Do the negative gearing changes apply to new builds?
No. New-build (newly constructed) residential investment properties remain eligible to deduct rental losses against all forms of taxable income under both the old and new regimes. The policy intent is to redirect investor capital toward adding to housing supply rather than bidding up existing stock.
What happens to a rental loss under the new rules?
Losses on a non-grandfathered established property are quarantined — they can only be deducted against rental or other Australian property income. Any unused loss carries forward indefinitely and offsets future rental income or the eventual capital gain on sale. It cannot reduce wage, salary or business income in the year it's incurred.
What is the 30% CGT minimum tax floor?
Under the new CGT regime, the effective tax rate on a discounted capital gain from a residential investment property cannot fall below 30%. For taxpayers on the top marginal rate the existing 50% discount remains effectively binding; for those on lower marginal rates the floor lifts the tax payable on the gain.

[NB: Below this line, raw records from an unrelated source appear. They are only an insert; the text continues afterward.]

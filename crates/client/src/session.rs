//! Two-phase session establishment: OTP verification over HTTP, then an
//! authenticated WebSocket to the aggregator.

use std::fmt;
use std::time::Duration;

use serde::{Deserialize, Serialize};
use tokio::sync::watch;
use tracing::{debug, info};
use url::Url;

use crate::connection::Connection;
use crate::error::{ClientError, Result};
use crate::role::Role;
use crate::wire::{RegistrationExtras, registration_record};

/// Lifecycle of one role's session attempt.
///
/// Phases only move forward. `VerifyFailed`, `ConnectFailed` and `Closed` are
/// terminal; the only recovery is a fresh `connect` call.
#[derive(Debug, Clone, Copy, PartialEq, Eq)]
pub enum SessionPhase {
    Idle,
    Verifying,
    VerifyFailed,
    Connecting,
    ConnectFailed,
    Open,
    Closed,
}

impl SessionPhase {
    pub fn is_terminal(self) -> bool {
        matches!(
            self,
            SessionPhase::VerifyFailed | SessionPhase::ConnectFailed | SessionPhase::Closed
        )
    }
}

impl fmt::Display for SessionPhase {
    fn fmt(&self, f: &mut fmt::Formatter<'_>) -> fmt::Result {
        let label = match self {
            SessionPhase::Idle => "idle",
            SessionPhase::Verifying => "verifying",
            SessionPhase::VerifyFailed => "verify failed",
            SessionPhase::Connecting => "connecting",
            SessionPhase::ConnectFailed => "connect failed",
            SessionPhase::Open => "open",
            SessionPhase::Closed => "closed",
        };
        f.write_str(label)
    }
}

/// Credentials issued by a successful OTP verification.
///
/// Consumed immediately to build the WebSocket target and the registration
/// payload; never persisted.
#[derive(Debug, Clone, Deserialize)]
#[serde(rename_all = "camelCase")]
pub struct SessionCredentials {
    pub session_id: String,
    pub token: String,
    pub aggregator_url: String,
}

#[derive(Debug, Serialize)]
struct VerifyRequest<'a> {
    otp: &'a str,
}

/// Connection configuration.
#[derive(Debug, Clone)]
pub struct ConnectConfig {
    /// Applies to the verify request and the WebSocket handshake.
    pub connect_timeout: Duration,
}

impl Default for ConnectConfig {
    fn default() -> Self {
        Self {
            connect_timeout: Duration::from_secs(10),
        }
    }
}

/// Performs the verify-then-connect sequence and hands back live handles.
#[derive(Debug, Clone)]
pub struct Bootstrapper {
    base_url: String,
    config: ConnectConfig,
    http: reqwest::Client,
}

impl Bootstrapper {
    pub fn new(base_url: impl Into<String>) -> Result<Self> {
        Self::with_config(base_url, ConnectConfig::default())
    }

    pub fn with_config(base_url: impl Into<String>, config: ConnectConfig) -> Result<Self> {
        let base_url = normalize_base_url(&base_url.into())?;
        Ok(Self {
            base_url,
            config,
            http: reqwest::Client::new(),
        })
    }

    pub fn base_url(&self) -> &str {
        &self.base_url
    }

    /// Verify `otp` for `role` and open an authenticated connection.
    ///
    /// No retry on any failure; the caller re-invokes to recover.
    pub async fn connect(
        &self,
        role: Role,
        otp: &str,
        extras: &RegistrationExtras,
    ) -> Result<Connection> {
        let (progress, _) = watch::channel(SessionPhase::Idle);
        self.connect_with_progress(role, otp, extras, progress).await
    }

    /// Same as [`Self::connect`], publishing every phase transition on
    /// `progress`. The returned handle keeps publishing on the same channel
    /// until the transport closes.
    pub async fn connect_with_progress(
        &self,
        role: Role,
        otp: &str,
        extras: &RegistrationExtras,
        progress: watch::Sender<SessionPhase>,
    ) -> Result<Connection> {
        let otp = validate_otp(otp)?;

        progress.send_replace(SessionPhase::Verifying);
        let credentials = match self.verify(role, otp).await {
            Ok(credentials) => credentials,
            Err(error) => {
                progress.send_replace(SessionPhase::VerifyFailed);
                return Err(error);
            }
        };
        debug!(role = %role, session_id = %credentials.session_id, "OTP verified");

        let target = match ws_target(&credentials.aggregator_url, role, &credentials.session_id) {
            Ok(target) => target,
            Err(error) => {
                progress.send_replace(SessionPhase::ConnectFailed);
                return Err(error);
            }
        };

        progress.send_replace(SessionPhase::Connecting);
        let registration = registration_record(role, &credentials.token, extras);
        match Connection::establish(
            role,
            &target,
            &registration,
            self.config.connect_timeout,
            progress.clone(),
        )
        .await
        {
            Ok(connection) => {
                info!(role = %role, "session open on {target}");
                Ok(connection)
            }
            Err(error) => {
                progress.send_replace(SessionPhase::ConnectFailed);
                Err(error)
            }
        }
    }

    /// `POST {base_url}/session/{role}/verify` with the OTP as JSON body.
    async fn verify(&self, role: Role, otp: &str) -> Result<SessionCredentials> {
        let url = format!("{}/session/{}/verify", self.base_url, role);
        let response = self
            .http
            .post(&url)
            .timeout(self.config.connect_timeout)
            .json(&VerifyRequest { otp })
            .send()
            .await
            .map_err(|error| {
                if error.is_timeout() {
                    ClientError::Timeout(format!("verify request to {url}"))
                } else {
                    ClientError::ConnectionFailed(error.to_string())
                }
            })?;

        let status = response.status();
        if !status.is_success() {
            return Err(ClientError::OtpRejected(status.to_string()));
        }
        let bytes = response
            .bytes()
            .await
            .map_err(|error| ClientError::ConnectionFailed(error.to_string()))?;
        serde_json::from_slice(&bytes)
            .map_err(|error| ClientError::CredentialsDecode(error.to_string()))
    }
}

/// An OTP is exactly six ASCII digits; anything else fails before any
/// network call.
pub fn validate_otp(raw: &str) -> Result<&str> {
    let otp = raw.trim();
    if otp.len() == 6 && otp.bytes().all(|byte| byte.is_ascii_digit()) {
        Ok(otp)
    } else {
        Err(ClientError::InvalidOtp)
    }
}

/// `{aggregator_url}/{role}?sessionId={url-encoded session id}`.
pub fn ws_target(aggregator_url: &str, role: Role, session_id: &str) -> Result<Url> {
    let mut url = Url::parse(aggregator_url.trim())?;
    if url.scheme() != "ws" && url.scheme() != "wss" {
        return Err(ClientError::InvalidUrl(format!(
            "aggregator URL must use ws:// or wss://, got: {}",
            url.scheme()
        )));
    }
    url.path_segments_mut()
        .map_err(|()| ClientError::InvalidUrl("aggregator URL cannot be a base".to_string()))?
        .pop_if_empty()
        .push(role.as_str());
    url.query_pairs_mut().append_pair("sessionId", session_id);
    Ok(url)
}

fn normalize_base_url(raw: &str) -> Result<String> {
    let trimmed = raw.trim().trim_end_matches('/');
    if trimmed.is_empty() {
        return Err(ClientError::InvalidUrl("base URL must not be empty".to_string()));
    }
    if !(trimmed.starts_with("http://") || trimmed.starts_with("https://")) {
        return Err(ClientError::InvalidUrl(
            "base URL must use http:// or https://".to_string(),
        ));
    }
    Ok(trimmed.to_string())
}

#[cfg(test)]
mod tests {
    use super::*;

    #[test]
    fn otp_validation_requires_exactly_six_ascii_digits() {
        struct Case {
            name: &'static str,
            input: &'static str,
            valid: bool,
        }

        let cases = vec![
            Case { name: "six digits", input: "123456", valid: true },
            Case { name: "surrounding whitespace", input: " 654321 ", valid: true },
            Case { name: "empty", input: "", valid: false },
            Case { name: "five digits", input: "12345", valid: false },
            Case { name: "seven digits", input: "1234567", valid: false },
            Case { name: "letter", input: "12345a", valid: false },
            Case { name: "inner space", input: "123 56", valid: false },
            Case { name: "fullwidth digits", input: "１２３４５６", valid: false },
        ];

        for case in cases {
            let result = validate_otp(case.input);
            if case.valid {
                assert!(result.is_ok(), "{}: expected valid", case.name);
            } else {
                assert!(
                    matches!(result, Err(ClientError::InvalidOtp)),
                    "{}: expected InvalidOtp",
                    case.name
                );
            }
        }
    }

    #[test]
    fn ws_target_appends_role_and_encoded_session_id() {
        let target = ws_target("wss://agg.example.com", Role::Agent, "S").expect("target");
        assert_eq!(target.as_str(), "wss://agg.example.com/agent?sessionId=S");

        let target = ws_target("ws://agg.example.com/", Role::Audience, "sess/ion:1").expect("target");
        assert_eq!(
            target.as_str(),
            "ws://agg.example.com/audience?sessionId=sess%2Fion%3A1"
        );
    }

    #[test]
    fn ws_target_keeps_aggregator_path_prefix() {
        let target = ws_target("wss://agg.example.com/hub", Role::Presenter, "S").expect("target");
        assert_eq!(target.as_str(), "wss://agg.example.com/hub/presenter?sessionId=S");
    }

    #[test]
    fn ws_target_rejects_non_websocket_schemes() {
        let error = ws_target("https://agg.example.com", Role::Agent, "S").expect_err("scheme");
        assert!(matches!(error, ClientError::InvalidUrl(_)));
    }

    #[test]
    fn base_url_is_trimmed_and_validated() {
        let bootstrapper = Bootstrapper::new(" http://localhost:8080/ ").expect("bootstrapper");
        assert_eq!(bootstrapper.base_url(), "http://localhost:8080");

        assert!(matches!(
            Bootstrapper::new("   "),
            Err(ClientError::InvalidUrl(_))
        ));
        assert!(matches!(
            Bootstrapper::new("localhost:8080"),
            Err(ClientError::InvalidUrl(_))
        ));
    }

    #[test]
    fn terminal_phases_are_terminal() {
        assert!(SessionPhase::VerifyFailed.is_terminal());
        assert!(SessionPhase::ConnectFailed.is_terminal());
        assert!(SessionPhase::Closed.is_terminal());
        assert!(!SessionPhase::Idle.is_terminal());
        assert!(!SessionPhase::Verifying.is_terminal());
        assert!(!SessionPhase::Connecting.is_terminal());
        assert!(!SessionPhase::Open.is_terminal());
    }
}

Can I still use the 50% CGT discount?
Yes, for the portion of a capital gain that accrued before 1 July 2027. The reform splits a gain pro-rata across the holding period: pre-1 July 2027 portion uses the existing 50% discount, post-1 July 2027 portion uses the new indexation + 30% floor regime. New-build investors can elect either method for the post-reform portion.
Does the budget change state stamp duty?
No. Stamp duty (transfer duty) is a state and territory tax — the federal budget cannot change it. Any stamp duty reform is announced by each state's revenue office and applies only within that jurisdiction. The PropCalcs stamp duty calculator continues to use the published state schedules.
Do these changes affect my principal home?
No. The CGT main residence exemption is unchanged. Negative gearing is only relevant for investment properties — your own home doesn't generate rental losses and doesn't attract CGT on sale (subject to the standard six-year absence rule and the partial-exemption rules).
Sources & disclaimer
This page summarises the housing-tax measures announced in the Australian Government’s 2026–27 federal budget, handed down on 12 May 2026. It is based on the budget papers, ministerial statements and Treasury fact sheets published on budget night. Implementation detail (regulations, ATO guidance) continues to be released — figures and rules on this page reflect the position as understood at the date shown above and should be confirmed against the ATO and budget.gov.au before you act on them.
This is general information only. It is not personal financial, tax or legal advice. Investment-property tax outcomes depend on individual circumstances. Speak with a registered tax agent or licensed financial adviser before making decisions that turn on these rules.